> [Brief] Would you output the entries below only from the line containing "pub enum ChannelType" through the line containing "#[serde(default)]", exactly as they stand and with both ends included?
******************************
//! Evidence: raw corroborating material for a hypothesis.
//!
//! Evidence is produced by a `ContentRetriever`, attached to exactly one
//! candidate signal and dropped once the owning pass resolves.

use std::fmt;

use chrono::{DateTime, Utc};
use serde::{Deserialize, Serialize};

use crate::ids::EvidenceId;

/// Kind of source evidence is collected from.
#[derive(Debug, Clone, Copy, PartialEq, Eq, Hash, PartialOrd, Ord, Serialize, Deserialize)]
#[serde(rename_all = "snake_case")]
pub enum ChannelType {
    OfficialSite,
    Careers,
    Press,
    Reports,
    PartnershipAnnouncements,
    JobBoards,
    TechnicalBlogs,
}

impl ChannelType {
    /// Every channel, in escalation order.
    pub const ALL: [Self; 7] = [
        Self::OfficialSite,
        Self::Careers,
        Self::Press,
        Self::Reports,
        Self::PartnershipAnnouncements,
        Self::JobBoards,
        Self::TechnicalBlogs,
    ];
}

impl fmt::Display for ChannelType {
    fn fmt(&self, f: &mut fmt::Formatter<'_>) -> fmt::Result {
        match self {
            Self::OfficialSite => write!(f, "official_site"),
            Self::Careers => write!(f, "careers"),
            Self::Press => write!(f, "press"),
            Self::Reports => write!(f, "reports"),
            Self::PartnershipAnnouncements => write!(f, "partnership_announcements"),
            Self::JobBoards => write!(f, "job_boards"),
            Self::TechnicalBlogs => write!(f, "technical_blogs"),
        }
    }
}

/// One piece of collected evidence.
#[derive(Debug, Clone, PartialEq, Serialize, Deserialize)]
pub struct Evidence {
    pub id: EvidenceId,

    /// Source identifier, typically a URL.
    pub source: String,

    pub channel: ChannelType,

    /// Content excerpt the rule filter and reasoning service inspect.
    pub content: String,

    /// Credibility in [0, 1].
    pub credibility: f64,

    pub collected_at: DateTime<Utc>,

    #[serde(default)]
    pub metadata: serde_json::Value,
}

impl Evidence {
    /// Creates evidence; the id is derived from source and content and the
    /// credibility is clamped to [0, 1].
    #[must_use]
    pub fn new(
        source: impl Into<String>,
        channel: ChannelType,
        content: impl Into<String>,
        credibility: f64,
        collected_at: DateTime<Utc>,
    ) -> Self {
        let source = source.into();
        let content = content.into();
        Self {
            id: EvidenceId::derive(&source, &content),
            source,
            channel,
            content,
            credibility: if credibility.is_finite() {
                credibility.clamp(0.0, 1.0)
            } else {
                0.0
            },
            collected_at,
            metadata: serde_json::Value::Null,
        }
    }

    /// Attaches metadata.
    #[must_use]
    pub fn with_metadata(mut self, metadata: serde_json::Value) -> Self {
        self.metadata = metadata;
        self
    }
}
******************************
> [Solution to this exercise]
pub enum ChannelType {
    OfficialSite,
    Careers,
    Press,
    Reports,
    PartnershipAnnouncements,
    JobBoards,
    TechnicalBlogs,
}

impl ChannelType {
    /// Every channel, in escalation order.
    pub const ALL: [Self; 7] = [
        Self::OfficialSite,
        Self::Careers,
        Self::Press,
        Self::Reports,
        Self::PartnershipAnnouncements,
        Self::JobBoards,
        Self::TechnicalBlogs,
    ];
}

impl fmt::Display for ChannelType {
    fn fmt(&self, f: &mut fmt::Formatter<'_>) -> fmt::Result {
        match self {
            Self::OfficialSite => write!(f, "official_site"),
            Self::Careers => write!(f, "careers"),
            Self::Press => write!(f, "press"),
            Self::Reports => write!(f, "reports"),
            Self::PartnershipAnnouncements => write!(f, "partnership_announcements"),
            Self::JobBoards => write!(f, "job_boards"),
            Self::TechnicalBlogs => write!(f, "technical_blogs"),
        }
    }
}

/// One piece of collected evidence.
#[derive(Debug, Clone, PartialEq, Serialize, Deserialize)]
pub struct Evidence {
    pub id: EvidenceId,

    /// Source identifier, typically a URL.
    pub source: String,

    pub channel: ChannelType,

    /// Content excerpt the rule filter and reasoning service inspect.
    pub content: String,

    /// Credibility in [0, 1].
    pub credibility: f64,

    pub collected_at: DateTime<Utc>,

    #[serde(default)]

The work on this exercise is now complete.